Phase II Study of Filgrastim (G-CSF) Plus ABVD in the Treatment of HIV-Associated Hodgkin's Disease

This study has been completed.
Sponsor:
Collaborator:
Amgen
Information provided by (Responsible Party):
National Institute of Allergy and Infectious Diseases (NIAID)
ClinicalTrials.gov Identifier:
NCT00000626
First received: November 2, 1999
Last updated: May 22, 2012
Last verified: May 2012
  Purpose

Primary: To assess the toxicity of chemotherapy with ABVD (doxorubicin / bleomycin / vinblastine / dacarbazine) when given with filgrastim ( granulocyte colony-stimulating factor; G-CSF ) in patients with underlying HIV infection and Hodgkin's disease; to observe the efficacy of ABVD and G-CSF in reducing tumor burden in HIV-infected patients with Hodgkin's disease.

Secondary: To determine the durability of tumor response to ABVD plus G-CSF over the 2-year study period; to observe the incidence of bacterial and opportunistic infections in HIV-infected patients with Hodgkin's disease receiving this regimen; to document quality of life of patients receiving this regimen.

Addition of granulocyte colony-stimulating factor may prevent neutropenia caused by chemotherapy, allowing more timely administration of chemotherapy and improved response.


Condition Intervention Phase
HIV Infections
Hodgkin's Disease
Drug: Vinblastine sulfate
Drug: Dacarbazine
Drug: Filgrastim
Drug: Bleomycin sulfate
Drug: Doxorubicin hydrochloride
Phase 2

Study Type: Interventional
Study Design: Endpoint Classification: Efficacy Study
Primary Purpose: Treatment
Official Title: Phase II Study of Filgrastim (G-CSF) Plus ABVD in the Treatment of HIV-Associated Hodgkin's Disease

Resource links provided by NLM:


Further study details as provided by National Institute of Allergy and Infectious Diseases (NIAID):

Estimated Enrollment: 27
Study Completion Date: February 1999
Detailed Description:

Addition of granulocyte colony-stimulating factor may prevent neutropenia caused by chemotherapy, allowing more timely administration of chemotherapy and improved response.

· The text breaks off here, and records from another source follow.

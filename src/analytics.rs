//! Pure, stateless aggregators over a snapshot of the ledger.
//!
//! All functions tolerate an empty input (zero totals, empty series) and
//! guard every division by flooring the denominator at 1 or returning 0
//! when the total is zero.

use std::collections::HashMap;

use crate::constants::{MS_PER_DAY, UNCATEGORIZED_BUCKET};
use crate::models::{CategoryTotal, DailyTotal, Expense, SpendingSummary};
use crate::utils::{date_string, days_between_floored, start_of_day_ms, start_of_month_ms};

/// Per-day sums over a trailing window of `days` calendar days ending on
/// the day containing `now_ms`, oldest first. Days without records carry a
/// zero total so the series always has exactly `days` points.
pub fn daily_series(expenses: &[Expense], days: i64, now_ms: i64) -> Vec<DailyTotal> {
    let days = days.max(1);
    let window_start = start_of_day_ms(now_ms) - (days - 1) * MS_PER_DAY;

    let mut totals = vec![0.0_f64; days as usize];
    for expense in expenses {
        let day_start = start_of_day_ms(expense.timestamp);
        if day_start < window_start {
            continue;
        }
        let offset = (day_start - window_start) / MS_PER_DAY;
        if let Some(slot) = totals.get_mut(offset as usize) {
            *slot += expense.amount;
        }
    }

    totals
        .into_iter()
        .enumerate()
        .map(|(i, total)| DailyTotal {
            date: date_string(window_start + i as i64 * MS_PER_DAY),
            total,
        })
        .collect()
}

/// Per-category sums, sorted by descending total for display emphasis.
/// Records without a category fold into the catch-all bucket.
pub fn category_breakdown(expenses: &[Expense]) -> Vec<CategoryTotal> {
    let mut buckets: HashMap<String, f64> = HashMap::new();
    for expense in expenses {
        let key = expense
            .category
            .clone()
            .unwrap_or_else(|| UNCATEGORIZED_BUCKET.to_string());
        *buckets.entry(key).or_insert(0.0) += expense.amount;
    }

    let mut breakdown: Vec<CategoryTotal> = buckets
        .into_iter()
        .map(|(category, total)| CategoryTotal { category, total })
        .collect();

    // Descending by total; name as a deterministic tiebreaker.
    breakdown.sort_by(|a, b| {
        b.total
            .partial_cmp(&a.total)
            .unwrap_or(std::cmp::Ordering::Equal)
            .then_with(|| a.category.cmp(&b.category))
    });
    breakdown
}

/// Total-to-date, current-month-to-date, record count, and the naive daily
/// average (total over days since the first record, denominator floored
/// at 1 — a single record created "now" averages to its own amount).
pub fn summary(expenses: &[Expense], now_ms: i64) -> SpendingSummary {
    let total_spent: f64 = expenses.iter().map(|e| e.amount).sum();
    let count = expenses.len();

    let month_start = start_of_month_ms(now_ms);
    let month_to_date: f64 = expenses
        .iter()
        .filter(|e| e.timestamp >= month_start)
        .map(|e| e.amount)
        .sum();

    let daily_average = match expenses.iter().map(|e| e.timestamp).min() {
        Some(first) => total_spent / days_between_floored(first, now_ms) as f64,
        None => 0.0,
    };

    SpendingSummary {
        total_spent,
        month_to_date,
        daily_average,
        count,
    }
}

/// Fraction of `total` contributed by `bucket_total`, in `[0, 1]`.
/// A zero or negative total yields 0, never NaN.
pub fn category_share(bucket_total: f64, total: f64) -> f64 {
    if total <= 0.0 {
        0.0
    } else {
        bucket_total / total
    }
}
use std::sync::Arc;
use tokio::sync::RwLock;

use crate::models::AuthSession;

/// Shared handle to the (optional) authenticated session. The store, sync
/// worker, and gateway all read through the same handle, so a sign-out is
/// observed everywhere immediately.
pub type SessionHandle = Arc<RwLock<Option<AuthSession>>>;

pub fn unauthenticated() -> SessionHandle {
    Arc::new(RwLock::new(None))
}

pub fn authenticated(session: AuthSession) -> SessionHandle {
    Arc::new(RwLock::new(Some(session)))
}

pub async fn sign_in(handle: &SessionHandle, session: AuthSession) {
    *handle.write().await = Some(session);
}

pub async fn sign_out(handle: &SessionHandle) {
    *handle.write().await = None;
}

pub async fn current(handle: &SessionHandle) -> Option<AuthSession> {
    handle.read().await.clone()
}
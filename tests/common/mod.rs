#![allow(dead_code)]

use async_trait::async_trait;
use std::sync::Mutex;
use std::sync::atomic::{AtomicBool, AtomicU32, Ordering};
use std::time::Duration;

use hormiga::models::{
    AuthSession, Category, Expense, ExpensePatch, Group, GroupAnalytics, MemberStats, Role,
};
use hormiga::remote::{RemoteError, RemoteRpc, RemoteStore};
use hormiga::session::{self, SessionHandle};

pub const TEST_USER: &str = "user-1";
pub const TEST_GROUP_CODE: &str = "ABC123";

pub fn test_session() -> SessionHandle {
    session::authenticated(AuthSession {
        user_id: TEST_USER.to_string(),
        access_token: "test-token".to_string(),
    })
}

pub fn session_for(user_id: &str) -> SessionHandle {
    session::authenticated(AuthSession {
        user_id: user_id.to_string(),
        access_token: "test-token".to_string(),
    })
}

pub fn expense_at(id: &str, amount: f64, timestamp: i64, category: Option<&str>) -> Expense {
    Expense {
        id: id.to_string(),
        amount,
        timestamp,
        category: category.map(|c| c.to_string()),
        group_id: None,
    }
}

/// Poll `check` until it returns true or the timeout expires. Background
/// sync has no join point, so tests observe its effects by polling.
pub async fn wait_until<F, Fut>(mut check: F) -> bool
where
    F: FnMut() -> Fut,
    Fut: std::future::Future<Output = bool>,
{
    let deadline = tokio::time::Instant::now() + Duration::from_secs(2);
    loop {
        if check().await {
            return true;
        }
        if tokio::time::Instant::now() >= deadline {
            return false;
        }
        tokio::time::sleep(Duration::from_millis(10)).await;
    }
}

#[derive(Debug, Clone, PartialEq)]
pub enum RemoteCall {
    Insert(Expense),
    Update(String, ExpensePatch),
    Delete(String),
}

/// In-memory stand-in for the hosted service. Row pushes can be made to
/// fail a fixed number of times (or always) to exercise the retry path;
/// RPC behavior models one group with one admin.
#[derive(Default)]
pub struct MockRemote {
    pub calls: Mutex<Vec<RemoteCall>>,
    pub push_attempts: AtomicU32,
    pub fail_next: AtomicU32,
    pub always_fail: AtomicBool,
    pub fetch_result: Mutex<Vec<Expense>>,

    pub group: Mutex<Option<Group>>,
    pub admin: Mutex<Option<String>>,
    pub members: Mutex<Vec<String>>,
    pub categories: Mutex<Vec<Category>>,
}

impl MockRemote {
    pub fn new() -> Self {
        Self::default()
    }

    pub fn fail_next_pushes(&self, count: u32) {
        self.fail_next.store(count, Ordering::SeqCst);
    }

    pub fn set_always_fail(&self, value: bool) {
        self.always_fail.store(value, Ordering::SeqCst);
    }

    pub fn set_fetch_result(&self, records: Vec<Expense>) {
        *self.fetch_result.lock().unwrap() = records;
    }

    /// Seed an existing group so join/roster tests have something to hit.
    pub fn seed_group(&self, admin_user: &str) -> Group {
        let group = Group {
            id: "group-1".to_string(),
            name: "Casa".to_string(),
            code: TEST_GROUP_CODE.to_string(),
            currency: "$".to_string(),
        };
        *self.group.lock().unwrap() = Some(group.clone());
        *self.admin.lock().unwrap() = Some(admin_user.to_string());
        *self.members.lock().unwrap() = vec![admin_user.to_string()];
        group
    }

    pub fn recorded_calls(&self) -> Vec<RemoteCall> {
        self.calls.lock().unwrap().clone()
    }

    fn maybe_fail(&self) -> Result<(), RemoteError> {
        self.push_attempts.fetch_add(1, Ordering::SeqCst);
        if self.always_fail.load(Ordering::SeqCst) {
            return Err(RemoteError::Connection("simulated outage".to_string()));
        }
        let remaining = self.fail_next.load(Ordering::SeqCst);
        if remaining > 0 {
            self.fail_next.store(remaining - 1, Ordering::SeqCst);
            return Err(RemoteError::Connection("simulated outage".to_string()));
        }
        Ok(())
    }

    fn is_member(&self, user_id: &str) -> bool {
        self.members.lock().unwrap().iter().any(|m| m == user_id)
    }
}

#[async_trait]
impl RemoteStore for MockRemote {
    async fn insert_expense(
        &self,
        _auth: &AuthSession,
        expense: &Expense,
    ) -> Result<(), RemoteError> {
        self.maybe_fail()?;
        self.calls
            .lock()
            .unwrap()
            .push(RemoteCall::Insert(expense.clone()));
        Ok(())
    }

    async fn update_expense(
        &self,
        _auth: &AuthSession,
        id: &str,
        patch: &ExpensePatch,
    ) -> Result<(), RemoteError> {
        self.maybe_fail()?;
        self.calls
            .lock()
            .unwrap()
            .push(RemoteCall::Update(id.to_string(), patch.clone()));
        Ok(())
    }

    async fn delete_expense(&self, _auth: &AuthSession, id: &str) -> Result<(), RemoteError> {
        self.maybe_fail()?;
        self.calls
            .lock()
            .unwrap()
            .push(RemoteCall::Delete(id.to_string()));
        Ok(())
    }

    async fn fetch_expenses(&self, _auth: &AuthSession) -> Result<Vec<Expense>, RemoteError> {
        Ok(self.fetch_result.lock().unwrap().clone())
    }
}

#[async_trait]
impl RemoteRpc for MockRemote {
    async fn create_group(&self, auth: &AuthSession, name: &str) -> Result<Group, RemoteError> {
        let group = Group {
            id: "group-1".to_string(),
            name: name.to_string(),
            code: TEST_GROUP_CODE.to_string(),
            currency: "$".to_string(),
        };
        *self.group.lock().unwrap() = Some(group.clone());
        *self.admin.lock().unwrap() = Some(auth.user_id.clone());
        *self.members.lock().unwrap() = vec![auth.user_id.clone()];
        Ok(group)
    }

    async fn join_group(&self, auth: &AuthSession, code: &str) -> Result<(), RemoteError> {
        let known = self.group.lock().unwrap().clone();
        match known {
            Some(group) if group.code == code => {
                if self.is_member(&auth.user_id) {
                    return Err(RemoteError::Conflict("Already a member".to_string()));
                }
                self.members.lock().unwrap().push(auth.user_id.clone());
                Ok(())
            }
            _ => Err(RemoteError::NotFound),
        }
    }

    async fn user_group(&self, auth: &AuthSession) -> Result<Option<Group>, RemoteError> {
        if self.is_member(&auth.user_id) {
            Ok(self.group.lock().unwrap().clone())
        } else {
            Ok(None)
        }
    }

    async fn group_analytics(
        &self,
        auth: &AuthSession,
    ) -> Result<Option<GroupAnalytics>, RemoteError> {
        if !self.is_member(&auth.user_id) {
            return Ok(None);
        }
        let group = self.group.lock().unwrap().clone().expect("seeded group");
        let admin = self.admin.lock().unwrap().clone();
        let members = self
            .members
            .lock()
            .unwrap()
            .iter()
            .map(|user_id| MemberStats {
                user_id: user_id.clone(),
                name: user_id.clone(),
                role: if admin.as_deref() == Some(user_id) {
                    Role::Admin
                } else {
                    Role::Member
                },
                total_spent: 0.0,
                transaction_count: 0,
            })
            .collect();
        Ok(Some(GroupAnalytics {
            group_info: group,
            members,
            history: Vec::new(),
            categories: Vec::new(),
        }))
    }

    async fn remove_member(
        &self,
        auth: &AuthSession,
        user_id: &str,
        _group_id: &str,
    ) -> Result<(), RemoteError> {
        if self.admin.lock().unwrap().as_deref() != Some(auth.user_id.as_str()) {
            return Err(RemoteError::Rejected(
                "Only the group admin can remove members".to_string(),
            ));
        }
        let mut members = self.members.lock().unwrap();
        if !members.iter().any(|m| m == user_id) {
            return Err(RemoteError::NotFound);
        }
        members.retain(|m| m != user_id);
        Ok(())
    }

    async fn update_group_currency(
        &self,
        auth: &AuthSession,
        _group_id: &str,
        currency: &str,
    ) -> Result<(), RemoteError> {
        if self.admin.lock().unwrap().as_deref() != Some(auth.user_id.as_str()) {
            return Err(RemoteError::Rejected(
                "Only the group admin can change the currency".to_string(),
            ));
        }
        if let Some(group) = self.group.lock().unwrap().as_mut() {
            group.currency = currency.to_string();
        }
        Ok(())
    }

    async fn create_category(
        &self,
        _auth: &AuthSession,
        icon: &str,
        label: &str,
    ) -> Result<Category, RemoteError> {
        let category = Category {
            id: format!("cat-{}", self.categories.lock().unwrap().len() + 1),
            icon: icon.to_string(),
            label: label.to_string(),
        };
        self.categories.lock().unwrap().push(category.clone());
        Ok(category)
    }

    async fn delete_category(&self, _auth: &AuthSession, id: &str) -> Result<(), RemoteError> {
        let mut categories = self.categories.lock().unwrap();
        let before = categories.len();
        categories.retain(|c| c.id != id);
        if categories.len() == before {
            return Err(RemoteError::NotFound);
        }
        Ok(())
    }

    async fn list_categories(&self, _auth: &AuthSession) -> Result<Vec<Category>, RemoteError> {
        Ok(self.categories.lock().unwrap().clone())
    }

    async fn update_username(
        &self,
        _auth: &AuthSession,
        _username: &str,
    ) -> Result<(), RemoteError> {
        Ok(())
    }

    async fn update_user_currency(
        &self,
        _auth: &AuthSession,
        _currency: &str,
    ) -> Result<(), RemoteError> {
        Ok(())
    }
}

Study drugs are administered in 28-day cycles to twenty-seven HIV-infected patients with Hodgkin's disease. ABVD (doxorubicin / bleomycin / vinblastine / dacarbazine) is administered on days 1 and 15 of each cycle, and G-CSF is given on days 2 through 14 and 16 through 28 of each cycle. All patients receive four cycles of treatment and are then restaged. Patients with a complete response (CR) following the initial four cycles receive two additional cycles of ABVD / G-CSF. Patients with a partial response following the initial four cycles receive two additional cycles of ABVD / G-CSF and are again restaged; those who have achieved a CR at that point then receive two more cycles, while those without CR discontinue study therapy. Patients with disease progression following the initial four cycles of therapy discontinue treatment on the study. Concomitant PCP prophylaxis is administered.

  Eligibility

Ages Eligible for Study:   12 Years and older
Genders Eligible for Study:   Both
Accepts Healthy Volunteers:   No
Criteria

Inclusion Criteria

Concurrent Medication:

Required:

  • PCP prophylaxis consisting of Bactrim, aerosolized pentamidine, or dapsone.

Recommended:

  • Antiemetic therapy within 30 minutes of chemotherapy.

Allowed:

  • Antiretroviral medication after two cycles of chemotherapy, provided the patient has not experienced grade 3 neutropenia while on chemotherapy or on previous antiretroviral therapy.
  • Acetaminophen and/or nonsteroidal anti-inflammatory agents.
  • Bone marrow-suppressive agents, such as ganciclovir, Fansidar, Bactrim, and dapsone.
  • Maintenance therapy for chronic opportunistic infection.

Concurrent Treatment:

Allowed:

  • Cranial irradiation (2400 rads) for patients with CNS involvement.

Patients must have:

  • Documented HIV infection or diagnosis of AIDS.
  • Hodgkin's disease.
  • Consent of parent or guardian and have care directly supervised by a pediatric oncologist if under 18 years of age.

Prior Medication:

Allowed:

  • Maintenance therapy for opportunistic infections.

Exclusion Criteria

Co-existing Condition:

Patients with the following symptoms or conditions are excluded:

  • Second primary cancer other than Kaposi's sarcoma that does not require systemic therapy, nonmelanomatous skin cancer, Bowen's disease, or carcinoma in situ of the cervix.
  • Acute, active bacterial or opportunistic infection requiring ongoing therapy if such therapy has been initiated within the past 2 weeks.
  • Known hypersensitivity (e.g., anaphylactoid reaction, bronchospasm) to E. coli-derived proteins.

Prior Medication:

Excluded:

  • Prior chemotherapy for Hodgkin's disease.
  • Antiretroviral therapy within 2 weeks prior to study entry.

Prior Treatment:

Excluded:

  • Prior radiotherapy for Hodgkin's disease.
  Contacts and Locations
Choosing to participate in a study is an important personal decision. Talk with your doctor and family members or friends about deciding to join a study. To learn more about this study, you or your doctor may contact the study research staff using the Contacts provided below. For general information, see Learn About Clinical Studies.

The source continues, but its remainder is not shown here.